Memang, lagu yang diciptakan oleh Ahmad Saadi ini dinyanyikan oleh seorang anak. Nova Rizqi nama penyanyi cilik itu, 12 tahun usianya. Masalahnya, kisah yang diangkat dalam lagu itu sama sekali tak cocok untuk anak-anak. Lagu itu berkisah tentang kemarahan seorang anak kepada ayahnya yang selingkuh dari ibunya.
Ketua Komisi Perlindungan Anak (KPAI), Asrorun Niam pun sudah angkat suara. Buat KPAI, apa yang dilakukan pihak-pihak yang terlibat dalam produksi lagu Lelaki Kardus adalah sebuah pelanggaran moral dan etika perlindungan anak. "Lirik tentang perceraian dan dengan bahasa yang kasar jelas melanggar etika dan moral perlindungan anak," katanya sebagaimana dikutip dari Detikcom.
Sementara itu, Lembaga Perlindungan Anak Indonesia (LPAI) juga menyampaikan pandangan mereka.
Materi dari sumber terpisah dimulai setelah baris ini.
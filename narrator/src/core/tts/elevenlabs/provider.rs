//! ElevenLabs HTTP client.
//!
//! One POST per chunk against `/v1/text-to-speech/{voice_id}`. The response
//! body is the audio; billing and correlation data arrive in headers:
//!
//! | Header | Meaning |
//! |---|---|
//! | `request-id` | id to pass as `previous_request_ids` on later chunks |
//! | `character-cost` | credits charged for this request |
//! | `history-item-id` | entry in the account's generation history |
//! | `tts-latency-ms` | server-side render time |

use std::io::Cursor;
use std::time::Instant;

use async_trait::async_trait;
use bytes::Bytes;
use reqwest::Client;
use reqwest::header::HeaderMap;
use serde::Serialize;
use tracing::{debug, error, info};

use super::config::{ElevenLabsConfig, supports_request_stitching};
use crate::core::tts::base::{
    SynthesisClient, SynthesisError, SynthesisOutput, SynthesisRequest, SynthesisResult,
    VoiceSettings,
};

const HEADER_REQUEST_ID: &str = "request-id";
const HEADER_CHARACTER_COST: &str = "character-cost";
const HEADER_HISTORY_ITEM_ID: &str = "history-item-id";
const HEADER_LATENCY_MS: &str = "tts-latency-ms";

/// Request body for the speech endpoint.
#[derive(Debug, Serialize)]
pub(crate) struct SpeechRequestBody<'a> {
    pub text: &'a str,
    pub model_id: &'a str,
    pub voice_settings: &'a VoiceSettings,
    #[serde(skip_serializing_if = "Option::is_none")]
    pub previous_request_ids: Option<&'a [String]>,
}

impl<'a> SpeechRequestBody<'a> {
    pub(crate) fn from_request(request: &SynthesisRequest<'a>) -> Self {
        let previous_request_ids = request.bounded_previous_request_ids();
        let previous_request_ids = (!previous_request_ids.is_empty()
            && supports_request_stitching(&request.voice.model_id))
        .then_some(previous_request_ids);

        Self {
            text: request.text,
            model_id: &request.voice.model_id,
            voice_settings: &request.voice.settings,
            previous_request_ids,
        }
    }
}

/// Map a non-success status and its body to a [`SynthesisError`].
pub(crate) fn classify_status(status: u16, body: String) -> SynthesisError {
    match status {
        408 | 504 => SynthesisError::Timeout(format!("Provider timed out ({status}): {body}")),
        401 if body.contains("quota_exceeded") => SynthesisError::QuotaExceeded(body),
        401 | 403 => SynthesisError::Authentication(body),
        402 => SynthesisError::QuotaExceeded(body),
        400 | 404 | 422 => SynthesisError::InvalidRequest(format!("({status}) {body}")),
        429 => SynthesisError::RateLimited(body),
        _ => SynthesisError::Provider {
            status,
            message: body,
        },
    }
}

fn map_transport_error(e: reqwest::Error) -> SynthesisError {
    if e.is_timeout() {
        SynthesisError::Timeout(format!("Request timed out: {e}"))
    } else {
        SynthesisError::Network(format!("Request failed: {e}"))
    }
}

fn header_str(headers: &HeaderMap, name: &str) -> Option<String> {
    headers
        .get(name)
        .and_then(|v| v.to_str().ok())
        .map(str::trim)
        .filter(|v| !v.is_empty())
        .map(str::to_string)
}

fn header_u64(headers: &HeaderMap, name: &str) -> Option<u64> {
    header_str(headers, name).and_then(|v| v.parse::<u64>().ok())
}

/// Wrap headerless 16-bit little-endian mono PCM in a WAV container.
pub(crate) fn wrap_pcm_as_wav(pcm: &[u8], sample_rate: u32) -> SynthesisResult<Bytes> {
    let spec = hound::WavSpec {
        channels: 1,
        sample_rate,
        bits_per_sample: 16,
        sample_format: hound::SampleFormat::Int,
    };

    let mut buffer = Cursor::new(Vec::with_capacity(pcm.len() + 44));
    {
        let mut writer = hound::WavWriter::new(&mut buffer, spec)
            .map_err(|e| SynthesisError::Io(format!("Failed to start WAV container: {e}")))?;
        for sample in pcm.chunks_exact(2) {
            writer
                .write_sample(i16::from_le_bytes([sample[0], sample[1]]))
                .map_err(|e| SynthesisError::Io(format!("Failed to write WAV sample: {e}")))?;
        }
        writer
            .finalize()
            .map_err(|e| SynthesisError::Io(format!("Failed to finalize WAV: {e}")))?;
    }

    Ok(Bytes::from(buffer.into_inner()))
}

/// ElevenLabs implementation of [`SynthesisClient`].
#[derive(Debug, Clone)]
pub struct ElevenLabsClient {
    client: Client,
    config: ElevenLabsConfig,
}

impl ElevenLabsClient {
    pub fn new(config: ElevenLabsConfig) -> SynthesisResult<Self> {
        if config.api_key.trim().is_empty() {
            return Err(SynthesisError::InvalidConfiguration(
                "ElevenLabs API key is required".to_string(),
            ));
        }

        let client = Client::builder()
            .timeout(config.request_timeout)
            .build()
            .map_err(|e| {
                SynthesisError::InvalidConfiguration(format!("Failed to build HTTP client: {e}"))
            })?;

        Ok(Self { client, config })
    }
}

#[async_trait]
impl SynthesisClient for ElevenLabsClient {
    async fn synthesize(&self, request: SynthesisRequest<'_>) -> SynthesisResult<SynthesisOutput> {
        let voice = request.voice;
        let format = voice.output_format;

        let url = reqwest::Url::parse_with_params(
            &self.config.speech_url(&voice.voice_id),
            &[("output_format", format.as_str())],
        )
        .map_err(|e| SynthesisError::InvalidConfiguration(format!("Invalid URL: {e}")))?;

        let body = SpeechRequestBody::from_request(&request);

        debug!(
            model = %voice.model_id,
            voice = %voice.voice_id,
            characters = request.text.chars().count(),
            previous_requests = body.previous_request_ids.map_or(0, |ids| ids.len()),
            "Sending ElevenLabs TTS request"
        );

        let started = Instant::now();
        let response = self
            .client
            .post(url)
            .header("xi-api-key", &self.config.api_key)
            .header("Content-Type", "application/json")
            .header("Accept", format.accept_header())
            .json(&body)
            .send()
            .await
            .map_err(|e| {
                error!(error = %e, "ElevenLabs TTS request failed");
                map_transport_error(e)
            })?;

        let status = response.status();
        if !status.is_success() {
            let body = response.text().await.unwrap_or_default();
            error!(status = %status, body = %body, "ElevenLabs TTS API returned error");
            return Err(classify_status(status.as_u16(), body));
        }

        let headers = response.headers().clone();
        let request_id = header_str(&headers, HEADER_REQUEST_ID);
        let credits_used = header_u64(&headers, HEADER_CHARACTER_COST);
        let history_item_id = header_str(&headers, HEADER_HISTORY_ITEM_ID);
        let latency_ms = header_u64(&headers, HEADER_LATENCY_MS);

        let audio = response.bytes().await.map_err(|e| {
            error!(error = %e, "Failed to read ElevenLabs audio response");
            map_transport_error(e)
        })?;

        if audio.is_empty() {
            return Err(SynthesisError::Provider {
                status: status.as_u16(),
                message: "Empty audio response".to_string(),
            });
        }

        let audio = match format.sample_rate_if_pcm() {
            Some(sample_rate) => wrap_pcm_as_wav(&audio, sample_rate)?,
            None => audio,
        };

        info!(
            request_id = request_id.as_deref().unwrap_or("-"),
            credits = credits_used,
            latency_ms = latency_ms,
            audio_bytes = audio.len(),
            elapsed_ms = started.elapsed().as_millis() as u64,
            "ElevenLabs synthesis complete"
        );

        Ok(SynthesisOutput {
            audio,
            request_id,
            credits_used,
            history_item_id,
            latency_ms,
        })
    }

    fn provider_name(&self) -> &'static str {
        "elevenlabs"
    }
}
//! Job-level error types.
//!
//! Errors that end a run are returned as [`JobError`]. Variants raised after
//! the job state exists carry that state, so the caller can report progress
//! and cost even when the run failed.

use thiserror::Error;

use crate::config::ConfigError;
use crate::core::chunker::ChunkingError;
use crate::core::job::{StoreError, SynthesisJob};
use crate::core::stitcher::StitchError;

/// Result type for job operations
pub type JobResult<T> = Result<T, JobError>;

#[derive(Error, Debug)]
pub enum JobError {
    // ─────────────────────────────────────────────────────────────────────────────
    // Raised before any provider call
    // ─────────────────────────────────────────────────────────────────────────────
    #[error("Configuration error: {0}")]
    Configuration(#[from] ConfigError),

    #[error("Chunking failed: {0}")]
    Chunking(#[from] ChunkingError),

    /// The persisted records do not line up with a fresh split of the script
    #[error("Job {} does not match its saved state: {reason}. Run with --fresh to start over", .job.job_id)]
    StateMismatch {
        job: Box<SynthesisJob>,
        reason: String,
    },

    // ─────────────────────────────────────────────────────────────────────────────
    // Raised during or after the chunk loop
    // ─────────────────────────────────────────────────────────────────────────────
    #[error("Failed to persist job state: {0}")]
    Persistence(#[from] StoreError),

    #[error(
        "Job {} finished with {} of {} chunks failed",
        .job.job_id,
        .job.remaining_count(),
        .job.total_chunks
    )]
    ChunkFailures { job: Box<SynthesisJob> },

    #[error("Job {} could not stitch its audio: {source}", .job.job_id)]
    Stitching {
        job: Box<SynthesisJob>,
        #[source]
        source: StitchError,
    },

    #[error("Job {} was cancelled with {} chunks remaining", .job.job_id, .job.remaining_count())]
    Cancelled { job: Box<SynthesisJob> },
}

impl JobError {
    /// Job state at the time of failure, if the job got that far.
    pub fn job(&self) -> Option<&SynthesisJob> {
        match self {
            Self::StateMismatch { job, .. }
            | Self::ChunkFailures { job }
            | Self::Stitching { job, .. }
            | Self::Cancelled { job } => Some(&**job),
            Self::Configuration(_) | Self::Chunking(_) | Self::Persistence(_) => None,
        }
    }

    /// Whether re-running the same command can make progress.
    pub fn is_resumable(&self) -> bool {
        matches!(
            self,
            Self::ChunkFailures { .. } | Self::Stitching { .. } | Self::Cancelled { .. }
        )
    }
}
//! Configuration types for the ElevenLabs text-to-speech API.
//!
//! - Model selection and the short aliases accepted on the command line
//! - Built-in voice aliases
//! - Client settings (credentials, endpoint, timeout)

use std::collections::HashMap;
use std::time::Duration;

use serde::{Deserialize, Serialize};

/// Default API endpoint
pub const ELEVENLABS_BASE_URL: &str = "https://api.elevenlabs.io";

// =============================================================================
// Models
// =============================================================================

/// ElevenLabs TTS models.
#[derive(Debug, Clone, Copy, PartialEq, Eq, Default, Serialize, Deserialize)]
pub enum ElevenLabsModel {
    /// Lowest latency and price, 40K character limit
    #[default]
    #[serde(rename = "eleven_flash_v2_5")]
    FlashV2_5,
    #[serde(rename = "eleven_flash_v2")]
    FlashV2,
    #[serde(rename = "eleven_turbo_v2_5")]
    TurboV2_5,
    #[serde(rename = "eleven_turbo_v2")]
    TurboV2,
    /// Highest quality multilingual model
    #[serde(rename = "eleven_multilingual_v2")]
    MultilingualV2,
    #[serde(rename = "eleven_multilingual_v1")]
    MultilingualV1,
    /// Legacy English-only model
    #[serde(rename = "eleven_monolingual_v1")]
    MonolingualV1,
    /// Expressive model; does not accept previous request ids
    #[serde(rename = "eleven_v3")]
    V3,
}

impl ElevenLabsModel {
    /// Convert to the API parameter value.
    #[inline]
    pub fn as_str(&self) -> &'static str {
        match self {
            Self::FlashV2_5 => "eleven_flash_v2_5",
            Self::FlashV2 => "eleven_flash_v2",
            Self::TurboV2_5 => "eleven_turbo_v2_5",
            Self::TurboV2 => "eleven_turbo_v2",
            Self::MultilingualV2 => "eleven_multilingual_v2",
            Self::MultilingualV1 => "eleven_multilingual_v1",
            Self::MonolingualV1 => "eleven_monolingual_v1",
            Self::V3 => "eleven_v3",
        }
    }

    /// Parse a model id or one of the short aliases.
    pub fn parse(s: &str) -> Option<Self> {
        match s.trim().to_lowercase().as_str() {
            "flash" | "eleven_flash_v2_5" => Some(Self::FlashV2_5),
            "eleven_flash_v2" => Some(Self::FlashV2),
            "turbo" | "eleven_turbo_v2_5" => Some(Self::TurboV2_5),
            "eleven_turbo_v2" => Some(Self::TurboV2),
            "multilingual" | "eleven_multilingual_v2" => Some(Self::MultilingualV2),
            "eleven_multilingual_v1" => Some(Self::MultilingualV1),
            "english" | "monolingual" | "eleven_monolingual_v1" => Some(Self::MonolingualV1),
            "v3" | "eleven_v3" => Some(Self::V3),
            _ => None,
        }
    }

    /// Whether requests may carry `previous_request_ids`.
    #[inline]
    pub fn supports_request_stitching(&self) -> bool {
        !matches!(self, Self::V3)
    }
}

impl std::fmt::Display for ElevenLabsModel {
    fn fmt(&self, f: &mut std::fmt::Formatter<'_>) -> std::fmt::Result {
        write!(f, "{}", self.as_str())
    }
}

/// Resolve a model alias to a model id. Unknown names pass through unchanged.
pub fn resolve_model_id(name: &str) -> String {
    match ElevenLabsModel::parse(name) {
        Some(model) => model.as_str().to_string(),
        None => name.trim().to_string(),
    }
}

/// Whether `model_id` accepts previous request ids. Unknown models are assumed to.
pub fn supports_request_stitching(model_id: &str) -> bool {
    ElevenLabsModel::parse(model_id).is_none_or(|m| m.supports_request_stitching())
}

// =============================================================================
// Voices
// =============================================================================

/// Voice used when nothing else is configured.
pub const DEFAULT_VOICE: &str = "rachel";

/// Built-in voice aliases.
pub const VOICE_ALIASES: &[(&str, &str)] = &[
    ("rachel", "sDh3eviBhiuHKi0MjTNq"),
    ("ana", "m7yTemJqdIqrcNleANfX"),
    ("hectorip", "aCSsHgeLIBCZsdlBEwpH"),
];

/// Resolve a voice alias to a voice id.
///
/// `extra` aliases win over the built-in ones. Names that match no alias
/// are taken to be raw voice ids.
pub fn resolve_voice_id(name: &str, extra: &HashMap<String, String>) -> String {
    let key = name.trim().to_lowercase();

    if let Some(id) = extra.get(name).or_else(|| extra.get(&key)) {
        return id.clone();
    }

    VOICE_ALIASES
        .iter()
        .find(|(alias, _)| *alias == key)
        .map(|(_, id)| (*id).to_string())
        .unwrap_or_else(|| name.trim().to_string())
}

// =============================================================================
// Client settings
// =============================================================================

/// Settings for [`super::ElevenLabsClient`].
#[derive(Debug, Clone)]
pub struct ElevenLabsConfig {
    pub api_key: String,
    pub base_url: String,
    pub request_timeout: Duration,
}

impl ElevenLabsConfig {
    pub fn new(api_key: impl Into<String>) -> Self {
        Self {
            api_key: api_key.into(),
            base_url: ELEVENLABS_BASE_URL.to_string(),
            request_timeout: Duration::from_secs(300),
        }
    }

    pub fn with_base_url(mut self, base_url: impl Into<String>) -> Self {
        self.base_url = base_url.into();
        self
    }

    pub fn with_request_timeout(mut self, timeout: Duration) -> Self {
        self.request_timeout = timeout;
        self
    }

    /// Full speech endpoint for `voice_id`.
    pub fn speech_url(&self, voice_id: &str) -> String {
        format!(
            "{}/v1/text-to-speech/{}",
            self.base_url.trim_end_matches('/'),
            voice_id
        )
    }
}

impl Drop for ElevenLabsConfig {
    fn drop(&mut self) {
        use zeroize::Zeroize;
        self.api_key.zeroize();
    }
}

#[cfg(test)]
mod tests {
    use super::*;

    #[test]
    fn test_model_aliases() {
        assert_eq!(resolve_model_id("flash"), "eleven_flash_v2_5");
        assert_eq!(resolve_model_id("turbo"), "eleven_turbo_v2_5");
        assert_eq!(resolve_model_id("v3"), "eleven_v3");
        assert_eq!(resolve_model_id("multilingual"), "eleven_multilingual_v2");
        assert_eq!(resolve_model_id("english"), "eleven_monolingual_v1");
        assert_eq!(resolve_model_id("FLASH"), "eleven_flash_v2_5");
    }

    #[test]
    fn test_unknown_model_passes_through() {
        assert_eq!(resolve_model_id("eleven_future_v9"), "eleven_future_v9");
    }

    #[test]
    fn test_request_stitching_support() {
        assert!(supports_request_stitching("eleven_flash_v2_5"));
        assert!(supports_request_stitching("eleven_multilingual_v2"));
        assert!(!supports_request_stitching("eleven_v3"));
        assert!(supports_request_stitching("eleven_future_v9"));
    }

    #[test]
    fn test_model_serde_matches_as_str() {
        let json = serde_json::to_string(&ElevenLabsModel::TurboV2).unwrap();
        assert_eq!(json, format!("\"{}\"", ElevenLabsModel::TurboV2.as_str()));
    }

    #[test]
    fn test_voice_aliases() {
        let extra = HashMap::new();
        assert_eq!(resolve_voice_id("rachel", &extra), "sDh3eviBhiuHKi0MjTNq");
        assert_eq!(resolve_voice_id("Ana", &extra), "m7yTemJqdIqrcNleANfX");
        assert_eq!(resolve_voice_id("hectorip", &extra), "aCSsHgeLIBCZsdlBEwpH");
    }

    #[test]
    fn test_raw_voice_id_passes_through() {
        let extra = HashMap::new();
        assert_eq!(resolve_voice_id("AbC123xyz", &extra), "AbC123xyz");
    }

    #[test]
    fn test_extra_aliases_override_builtin() {
        let mut extra = HashMap::new();
        extra.insert("rachel".to_string(), "my-rachel".to_string());
        assert_eq!(resolve_voice_id("rachel", &extra), "my-rachel");
    }

    #[test]
    fn test_speech_url() {
        let config = ElevenLabsConfig::new("key").with_base_url("http://localhost:8080/");
        assert_eq!(
            config.speech_url("voice123"),
            "http://localhost:8080/v1/text-to-speech/voice123"
        );
    }
}
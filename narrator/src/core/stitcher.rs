//! Joining chunk audio into the final output file.
//!
//! Two strategies, picked from the job's output format:
//! - [`WavStitcher`] decodes each WAV chunk and re-frames all samples into a
//!   single file. Every chunk must share the same `WavSpec`; nothing is
//!   resampled.
//! - [`ConcatStitcher`] appends the raw bytes of each chunk. MP3 is a stream
//!   of self-contained frames, so the result plays back in order.
//!
//! Stitching is blocking file I/O and is run on the blocking pool by the
//! orchestrator.

use std::fs::{self, File};
use std::io::{self, BufReader};
use std::path::{Path, PathBuf};
use std::sync::Arc;

use thiserror::Error;
use tracing::{debug, info};

use crate::core::tts::AudioFormat;

#[derive(Debug, Error)]
pub enum StitchError {
    #[error("No audio chunks to stitch")]
    EmptyInput,

    #[error("Chunk audio is missing: {0}")]
    MissingChunk(PathBuf),

    #[error("I/O error on {path}: {source}")]
    Io {
        path: PathBuf,
        #[source]
        source: io::Error,
    },

    #[error("Invalid WAV data in {path}: {source}")]
    Wav {
        path: PathBuf,
        #[source]
        source: hound::Error,
    },

    #[error("WAV format of {path} ({found}) differs from the first chunk ({expected})")]
    SpecMismatch {
        path: PathBuf,
        expected: String,
        found: String,
    },
}

pub type StitchResult<T> = Result<T, StitchError>;

/// Combines ordered chunk files into one output file.
pub trait AudioStitcher: Send + Sync {
    /// Write the concatenation of `inputs` to `output` and return its path.
    fn combine(&self, inputs: &[PathBuf], output: &Path) -> StitchResult<PathBuf>;

    /// Strategy name for logs
    fn name(&self) -> &'static str;
}

/// Pick the stitcher for chunks encoded as `format`.
pub fn stitcher_for(format: AudioFormat) -> Arc<dyn AudioStitcher> {
    if format.is_pcm() {
        Arc::new(WavStitcher)
    } else {
        Arc::new(ConcatStitcher)
    }
}

fn io_error(path: &Path) -> impl FnOnce(io::Error) -> StitchError + '_ {
    move |source| StitchError::Io {
        path: path.to_path_buf(),
        source,
    }
}

fn check_inputs(inputs: &[PathBuf]) -> StitchResult<()> {
    if inputs.is_empty() {
        return Err(StitchError::EmptyInput);
    }
    if let Some(missing) = inputs.iter().find(|p| !p.is_file()) {
        return Err(StitchError::MissingChunk(missing.clone()));
    }
    Ok(())
}

fn temp_path_for(output: &Path) -> PathBuf {
    let mut name = output.file_name().unwrap_or_default().to_os_string();
    name.push(".tmp");
    output.with_file_name(name)
}

/// Run `write` against a temp file, then sync it and move it over `output`.
///
/// The temp file is removed if `write` fails, so a failed stitch leaves any
/// previous output untouched.
fn write_via_temp(
    output: &Path,
    write: impl FnOnce(&Path) -> StitchResult<()>,
) -> StitchResult<PathBuf> {
    let temp = temp_path_for(output);

    if let Err(e) = write(&temp) {
        let _ = fs::remove_file(&temp);
        return Err(e);
    }

    File::open(&temp)
        .and_then(|f| f.sync_all())
        .map_err(io_error(&temp))?;
    fs::rename(&temp, output).map_err(io_error(output))?;
    Ok(output.to_path_buf())
}

fn describe(spec: &hound::WavSpec) -> String {
    format!(
        "{} Hz, {} ch, {} bit {:?}",
        spec.sample_rate, spec.channels, spec.bits_per_sample, spec.sample_format
    )
}

/// Re-frames PCM samples from WAV chunks into one WAV file.
#[derive(Debug, Clone, Copy, Default)]
pub struct WavStitcher;

impl WavStitcher {
    fn open(path: &Path) -> StitchResult<hound::WavReader<BufReader<File>>> {
        hound::WavReader::open(path).map_err(|source| StitchError::Wav {
            path: path.to_path_buf(),
            source,
        })
    }

    fn append<W: io::Write + io::Seek>(
        reader: hound::WavReader<BufReader<File>>,
        writer: &mut hound::WavWriter<W>,
        path: &Path,
    ) -> StitchResult<()> {
        let wav_error = |source| StitchError::Wav {
            path: path.to_path_buf(),
            source,
        };

        match reader.spec().sample_format {
            hound::SampleFormat::Int => {
                for sample in reader.into_samples::<i32>() {
                    writer.write_sample(sample.map_err(wav_error)?).map_err(wav_error)?;
                }
            }
            hound::SampleFormat::Float => {
                for sample in reader.into_samples::<f32>() {
                    writer.write_sample(sample.map_err(wav_error)?).map_err(wav_error)?;
                }
            }
        }
        Ok(())
    }
}

impl AudioStitcher for WavStitcher {
    fn combine(&self, inputs: &[PathBuf], output: &Path) -> StitchResult<PathBuf> {
        check_inputs(inputs)?;

        let spec = Self::open(&inputs[0])?.spec();

        let output = write_via_temp(output, |temp| {
            let mut writer =
                hound::WavWriter::create(temp, spec).map_err(|source| StitchError::Wav {
                    path: temp.to_path_buf(),
                    source,
                })?;

            for path in inputs {
                let reader = Self::open(path)?;
                if reader.spec() != spec {
                    return Err(StitchError::SpecMismatch {
                        path: path.clone(),
                        expected: describe(&spec),
                        found: describe(&reader.spec()),
                    });
                }
                debug!(chunk = %path.display(), samples = reader.len(), "Appending WAV chunk");
                Self::append(reader, &mut writer, path)?;
            }

            writer.finalize().map_err(|source| StitchError::Wav {
                path: temp.to_path_buf(),
                source,
            })
        })?;

        info!(output = %output.display(), chunks = inputs.len(), "Stitched WAV output");
        Ok(output)
    }

    fn name(&self) -> &'static str {
        "wav"
    }
}

/// Appends chunk bytes verbatim.
#[derive(Debug, Clone, Copy, Default)]
pub struct ConcatStitcher;

impl AudioStitcher for ConcatStitcher {
    fn combine(&self, inputs: &[PathBuf], output: &Path) -> StitchResult<PathBuf> {
        check_inputs(inputs)?;

        let output = write_via_temp(output, |temp| {
            let mut out = File::create(temp).map_err(io_error(temp))?;
            for path in inputs {
                let mut input = File::open(path).map_err(io_error(path))?;
                let copied = io::copy(&mut input, &mut out).map_err(io_error(path))?;
                debug!(chunk = %path.display(), bytes = copied, "Appended chunk");
            }
            Ok(())
        })?;

        info!(output = %output.display(), chunks = inputs.len(), "Concatenated output");
        Ok(output)
    }

    fn name(&self) -> &'static str {
        "concat"
    }
}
Menurut LPAI, apa yang terjadi dalam kontroversi lagu Lelaki Kardus adalah sebuah perlakuan salah terhadap anak. Dengan tegas, LPAI menyatakan kecaman terhadap lagu dan video musik Lelaki Kardus.
"Menampilkan anak-anak pada tayangan dan nyanyian bertema dewasa dapat disetarakan sebagai bentuk perlakuan salah terhadap anak," kata Ketua Bidang Pemenuhan Hak Anak LPAI, Reza Indragiri Amriel, dilansir CNN.
Nah, Fadli Zon barangkali kudu berkaca juga sama kontroversi Lelaki Kardus ini, ketika esensi lagu anak dinodai oleh hal-hal enggak pantas. Sebab, jika merujuk pada keterangan LPAI dalam kontroversi Lelaki Kardus, perilaku menodai esensi dari lagu anak dapat digolongkan sebagai perlakuan salah terhadap anak yang bertentangan dengan Undang-Undang (UU) Nomor 35/2014 tentang Perlindungan Anak.
Dalam Pasal 76B, tertulis: Setiap Orang dilarang menempatkan, membiarkan, melibatkan, menyuruh melibatkan Anak dalam situasi perlakuan salah dan penelantaran. Nah, pelanggaran atas pasal tersebut dapat diganjar dengan ancaman pidana penjara paling lama lima tahun dan/atau denda paling banyak Rp100 juta.
Nah, jadi masih mau main-main sama lagu anak? Jika kepalaku sekreatif Fadli Zon sih aku lebih pilih menciptakan lagu anak betulan. Selain bermanfaat untuk anak-anak bangsa yang lagi krisis lagu anak, aku juga kan enggak mau jadi pelanggar hukum.